Historia de restaurante
Subí
la escalera que llevaba a los baños. El de señoras estaba
ocupado. Hacía calor en aquel pequeño rellano, así que después de un rato
decidí entrar al de caballeros. Al salir, dos chicas jóvenes estaban esperando,
con cara de fastidio, a que el baño de señoras por fin se abriera. Regresé a mi
mesa que estaba justo a los pies de la escalera. Las chicas bajaron al poco
tiempo. Supuse que, al igual que yo, habían entrado al de caballeros puesto que
no había visto bajar a nadie más y en aquel piso solamente había dos puertas
correspondientes a los servicios. Subieron más mujeres por aquella escalera pero no vi bajar a la mujer misteriosa que yo
imaginaba ocupando el baño de señoras. Pensé en decírselo al camarero por si
algún acontecimiento fatídico le hubiera ocurrido a la supuesta mujer o esperando,
quizás, que, con una sonrisa tranquilizadora, me contestara que el
picaporte estaba roto y que, a veces, se atoraba la puerta. Entonces, yo,
respiraría aliviada. Pero no lo hice.
Ya
en los postres, me fijé en un cuadro de pequeñas dimensiones que colgaba, él
solo, de la pared de mi derecha. No lo había visto antes, a pesar de que hacía
muchos años que solíamos frecuentar el local.
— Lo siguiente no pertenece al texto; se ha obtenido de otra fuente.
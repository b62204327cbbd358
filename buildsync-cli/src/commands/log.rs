use anyhow::Result;
use buildsync_core::{diff, BuildSource};
use colored::Colorize;
use std::path::PathBuf;

pub fn run(key: String, limit: Option<usize>, dir: Option<PathBuf>) -> Result<()> {
    let workspace = super::Workspace::open(dir)?;
    let store = workspace.store()?;
    let entity = super::find_entity(&store, &key)?;
    let builds = store.list_versions(&entity.id)?;

    println!("{} {}", "Build History for".bold().cyan(), entity.name.bold());
    println!();

    let to_show = limit.unwrap_or(builds.len()).min(builds.len());

    for build in builds.iter().rev().take(to_show) {
        let marker = if build.finalized {
            String::new()
        } else {
            format!(" {}", "(pending)".yellow())
        };
        println!(
            "{} {}{}",
            format!("build v{}", build.version).yellow().bold(),
            build.id.to_string().dimmed(),
            marker
        );
        println!("{}: {}", "Author".bold(), build.author);
        println!("{}: {}", "Date".bold(), super::format_time(&build.updated_at));
        let source = match build.source {
            BuildSource::Manual => "manual".normal(),
            BuildSource::Git => "git".blue(),
        };
        println!("{}: {}", "Source".bold(), source);
        if let Some(target) = build.rollback_of {
            println!("{}: v{}", "Rollback of".bold(), target);
        }
        println!();

        if build.diff.is_empty() {
            println!("    {}", "no field changes".dimmed());
        }
        for change in build.diff.changes.iter().take(8) {
            println!("    {}", diff::describe(change));
        }
        if build.diff.len() > 8 {
            println!(
                "    {} and {} more...",
                "...".dimmed(),
                (build.diff.len() - 8).to_string().dimmed()
            );
        }
        println!();
    }

    if builds.len() > to_show {
        println!(
            "{}",
            format!("... and {} older builds", builds.len() - to_show).dimmed()
        );
        println!("Use {} to see more", "--limit N".cyan());
    }

    Ok(())
}
impl Storage {
    pub fn new<P: AsRef<Path>>(db_path: P) -> Result<Self> {
        let conn = Connection::open(db_path)?;
        let mut storage = Self { conn };
        storage.initialize()?;
        Ok(storage)
    }

    pub fn in_memory() -> Result<Self> {
        let conn = Connection::open_in_memory()?;
        let mut storage = Self { conn };
        storage.initialize()?;
        Ok(storage)
    }

    fn initialize(&mut self) -> Result<()> {
        self.conn.execute_batch(
            r#"
            CREATE TABLE IF NOT EXISTS schema_version (
                version INTEGER PRIMARY KEY
            );

            CREATE TABLE IF NOT EXISTS entities (
                id TEXT PRIMARY KEY,
                name TEXT NOT NULL,
                state TEXT NOT NULL,
                latest_build_id TEXT,
                latest_version INTEGER NOT NULL,
                created_at TEXT NOT NULL,
                updated_at TEXT NOT NULL
            );

            CREATE TABLE IF NOT EXISTS builds (
                id TEXT PRIMARY KEY,
                entity_id TEXT NOT NULL,
                version INTEGER NOT NULL,
                diff TEXT NOT NULL,
                snapshot TEXT NOT NULL,
                source TEXT NOT NULL,
                finalized INTEGER NOT NULL,
                author TEXT NOT NULL,
                rollback_of INTEGER,
                created_at TEXT NOT NULL,
                updated_at TEXT NOT NULL,
                UNIQUE (entity_id, version),
                FOREIGN KEY (entity_id) REFERENCES entities(id)
            );

            CREATE TABLE IF NOT EXISTS git_links (
                entity_id TEXT PRIMARY KEY,
                repo_id TEXT NOT NULL,
                branch TEXT NOT NULL,
                path TEXT NOT NULL,
                last_synced_commit TEXT,
                synced_version INTEGER NOT NULL,
                synced_hash TEXT NOT NULL,
                status TEXT NOT NULL,
                extra TEXT NOT NULL,
                conflict TEXT,
                UNIQUE (repo_id, branch, path),
                FOREIGN KEY (entity_id) REFERENCES entities(id)
            );

            CREATE INDEX IF NOT EXISTS idx_entities_name ON entities(name);
            CREATE INDEX IF NOT EXISTS idx_builds_pending ON builds(finalized, updated_at);
            CREATE INDEX IF NOT EXISTS idx_links_repo ON git_links(repo_id, branch);
            "#,
        )?;

        let version: Option<i32> = self
            .conn
            .query_row("SELECT version FROM schema_version", [], |row| row.get(0))
            .optional()?;

        if version.is_none() {
            self.conn.execute(
                "INSERT INTO schema_version (version) VALUES (?1)",
                params![SCHEMA_VERSION],
            )?;
        }

        Ok(())
    }

    /// Runs `f` inside one SQLite transaction; any error rolls everything back.
    pub fn atomically<T>(&self, f: impl FnOnce(&Self) -> Result<T>) -> Result<T> {
        let tx = self.conn.unchecked_transaction()?;
        let out = f(self)?;
        tx.commit()?;
        Ok(out)
    }

    // Entity operations
    pub fn insert_entity(&self, entity: &Entity) -> Result<()> {
        self.conn.execute(
            "INSERT INTO entities (id, name, state, latest_build_id, latest_version, created_at, updated_at)
             VALUES (?1, ?2, ?3, ?4, ?5, ?6, ?7)",
            params![
                entity.id.to_string(),
                entity.name,
                serde_json::to_string(&entity.state)?,
                entity.latest_build_id.map(|id| id.to_string()),
                entity.latest_version,
                entity.created_at.to_rfc3339(),
                entity.updated_at.to_rfc3339(),
            ],
        )?;
        Ok(())
    }

    pub fn update_entity(&self, entity: &Entity) -> Result<()> {
        let updated = self.conn.execute(
            "UPDATE entities SET name = ?1, state = ?2, latest_build_id = ?3, latest_version = ?4,
                                 updated_at = ?5
             WHERE id = ?6",
            params![
                entity.name,
                serde_json::to_string(&entity.state)?,
                entity.latest_build_id.map(|id| id.to_string()),
                entity.latest_version,
                entity.updated_at.to_rfc3339(),
                entity.id.to_string(),
            ],
        )?;
        if updated == 0 {
            return Err(Error::EntityNotFound(entity.id.to_string()));
        }
        Ok(())
    }

    pub fn get_entity(&self, id: &Uuid) -> Result<Entity> {
        self.conn
            .query_row(
                &format!("SELECT {} FROM entities WHERE id = ?1", ENTITY_COLUMNS),
                params![id.to_string()],
                entity_from_row,
            )
            .optional()?
            .ok_or_else(|| Error::EntityNotFound(id.to_string()))
    }

    pub fn find_entity_by_name(&self, name: &str) -> Result<Option<Entity>> {
        Ok(self
            .conn
            .query_row(
                &format!(
                    "SELECT {} FROM entities WHERE name = ?1 ORDER BY created_at LIMIT 1",
                    ENTITY_COLUMNS
                ),
                params![name],
                entity_from_row,
            )
            .optional()?)
    }

    pub fn list_entities(&self) -> Result<Vec<Entity>> {
        let mut stmt = self.conn.prepare(&format!(
            "SELECT {} FROM entities ORDER BY name",
            ENTITY_COLUMNS
        ))?;
        let entities = stmt
            .query_map([], entity_from_row)?
            .collect::<rusqlite::Result<Vec<Entity>>>()?;
        Ok(entities)
    }

    // Build operations
    pub fn insert_build(&self, build: &Build) -> Result<()> {
        self.conn.execute(
            "INSERT INTO builds (id, entity_id, version, diff, snapshot, source, finalized, author,
                                 rollback_of, created_at, updated_at)
             VALUES (?1, ?2, ?3, ?4, ?5, ?6, ?7, ?8, ?9, ?10, ?11)",
            params![
                build.id.to_string(),
                build.entity_id.to_string(),
                build.version,
                serde_json::to_string(&build.diff)?,
                serde_json::to_string(&build.snapshot)?,
                build.source.as_str(),
                build.finalized as i32,
                build.author,
                build.rollback_of,
                build.created_at.to_rfc3339(),
                build.updated_at.to_rfc3339(),
            ],
        )?;
        Ok(())
    }

    /// Rewrites a build that is still pending. Finalized rows are never touched.
    pub fn update_pending_build(&self, build: &Build) -> Result<()> {
        let updated = self.conn.execute(
            "UPDATE builds SET diff = ?1, snapshot = ?2, finalized = ?3, updated_at = ?4
             WHERE id = ?5 AND finalized = 0",
            params![
                serde_json::to_string(&build.diff)?,
                serde_json::to_string(&build.snapshot)?,
                build.finalized as i32,
                build.updated_at.to_rfc3339(),
                build.id.to_string(),
            ],
        )?;
        if updated == 0 {
            return Err(Error::InvalidOperation(format!(
                "build {} is not pending",
                build.id
            )));
        }
        Ok(())
    }

    pub fn mark_finalized(&self, id: &Uuid) -> Result<bool> {
        let updated = self.conn.execute(
            "UPDATE builds SET finalized = 1 WHERE id = ?1 AND finalized = 0",
            params![id.to_string()],
        )?;
        Ok(updated > 0)
    }

    pub fn get_build(&self, id: &Uuid) -> Result<Build> {
        self.conn
            .query_row(
                &format!("SELECT {} FROM builds WHERE id = ?1", BUILD_COLUMNS),
                params![id.to_string()],
                build_from_row,
            )
            .optional()?
            .ok_or_else(|| Error::BuildNotFound(id.to_string()))
    }

    pub fn get_build_by_version(&self, entity_id: &Uuid, version: u32) -> Result<Build> {
        self.conn
            .query_row(
                &format!(
                    "SELECT {} FROM builds WHERE entity_id = ?1 AND version = ?2",
                    BUILD_COLUMNS
                ),
                params![entity_id.to_string(), version],
                build_from_row,
            )
            .optional()?
            .ok_or(Error::VersionNotFound {
                entity_id: *entity_id,
                version,
            })
    }

    pub fn list_builds(&self, entity_id: &Uuid) -> Result<Vec<Build>> {
        let mut stmt = self.conn.prepare(&format!(
            "SELECT {} FROM builds WHERE entity_id = ?1 ORDER BY version ASC",
            BUILD_COLUMNS
        ))?;
        let builds = stmt
            .query_map(params![entity_id.to_string()], build_from_row)?
            .collect::<rusqlite::Result<Vec<Build>>>()?;
        Ok(builds)
    }

    pub fn latest_build(&self, entity_id: &Uuid) -> Result<Option<Build>> {
        Ok(self
            .conn
            .query_row(
                &format!(
                    "SELECT {} FROM builds WHERE entity_id = ?1 ORDER BY version DESC LIMIT 1",
                    BUILD_COLUMNS
                ),
                params![entity_id.to_string()],
                build_from_row,
            )
            .optional()?)
    }

    /// Pending builds last touched at or before `cutoff`.
    pub fn pending_builds_before(&self, cutoff: DateTime<Utc>) -> Result<Vec<Build>> {
        let mut stmt = self.conn.prepare(&format!(
            "SELECT {} FROM builds WHERE finalized = 0 ORDER BY updated_at ASC",
            BUILD_COLUMNS
        ))?;
        let builds = stmt
            .query_map([], build_from_row)?
            .collect::<rusqlite::Result<Vec<Build>>>()?;
        Ok(builds
            .into_iter()
            .filter(|b| b.updated_at <= cutoff)
            .collect())
    }

    // Git link operations
    pub fn upsert_link(&self, link: &GitLink) -> Result<()> {
        let conflict = link
            .conflict
            .as_ref()
            .map(serde_json::to_string)
            .transpose()?;
        self.conn.execute(
            "INSERT INTO git_links (entity_id, repo_id, branch, path, last_synced_commit, synced_version,
                                    synced_hash, status, extra, conflict)
             VALUES (?1, ?2, ?3, ?4, ?5, ?6, ?7, ?8, ?9, ?10)
             ON CONFLICT(entity_id) DO UPDATE SET
                repo_id = excluded.repo_id,
                branch = excluded.branch,
                path = excluded.path,
                last_synced_commit = excluded.last_synced_commit,
                synced_version = excluded.synced_version,
                synced_hash = excluded.synced_hash,
                status = excluded.status,
                extra = excluded.extra,
                conflict = excluded.conflict",
            params![
                link.entity_id.to_string(),
                link.repo_id,
                link.branch,
                link.path,
                link.last_synced_commit,
                link.synced_version,
                link.synced_hash,
                link.status.as_str(),
                serde_json::to_string(&link.extra)?,
                conflict,
            ],
        )?;
        Ok(())
    }

    pub fn get_link(&self, entity_id: &Uuid) -> Result<Option<GitLink>> {
        Ok(self
            .conn
            .query_row(
                &format!("SELECT {} FROM git_links WHERE entity_id = ?1", LINK_COLUMNS),
                params![entity_id.to_string()],
                link_from_row,
            )
            .optional()?)
    }

    pub fn find_link_by_path(
        &self,
        repo_id: &str,
        branch: &str,
        path: &str,
    ) -> Result<Option<GitLink>> {
        Ok(self
            .conn
            .query_row(
                &format!(
                    "SELECT {} FROM git_links WHERE repo_id = ?1 AND branch = ?2 AND path = ?3",
                    LINK_COLUMNS
                ),
                params![repo_id, branch, path],
                link_from_row,
            )
            .optional()?)
    }

    pub fn links_for_repo(&self, repo_id: &str, branch: &str) -> Result<Vec<GitLink>> {
        let mut stmt = self.conn.prepare(&format!(
            "SELECT {} FROM git_links WHERE repo_id = ?1 AND branch = ?2 ORDER BY path",
            LINK_COLUMNS
        ))?;
        let links = stmt
            .query_map(params![repo_id, branch], link_from_row)?
            .collect::<rusqlite::Result<Vec<GitLink>>>()?;
        Ok(links)
    }

    pub fn links_with_status(&self, status: LinkStatus) -> Result<Vec<GitLink>> {
        let mut stmt = self.conn.prepare(&format!(
            "SELECT {} FROM git_links WHERE status = ?1 ORDER BY repo_id, path",
            LINK_COLUMNS
        ))?;
        let links = stmt
            .query_map(params![status.as_str()], link_from_row)?
            .collect::<rusqlite::Result<Vec<GitLink>>>()?;
        Ok(links)
    }
}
Lo habrán colocado
recientemente, pensé. Era una pintura que representaba la fachada principal del
restaurante: dos macetones a los lados de la puerta, sillas y mesas rojas con
sombrillas en la terraza, color salmón en la pared con zócalo de ladrillo,
ventana abierta que conectaba con la barra, cartel donde se dibujaban las
letras del nombre del restaurante. Entonces me fijé en la pequeña ventana del
piso de arriba. ¿No parecía que tras la ventana se adivinaba una figura?
Intenté fijar más la vista. ¡Mierda! Sin gafas no veía tres en un burro. Pero
sí, ella estaba ahí, expectante tras la ventana, y yo la había reconocido.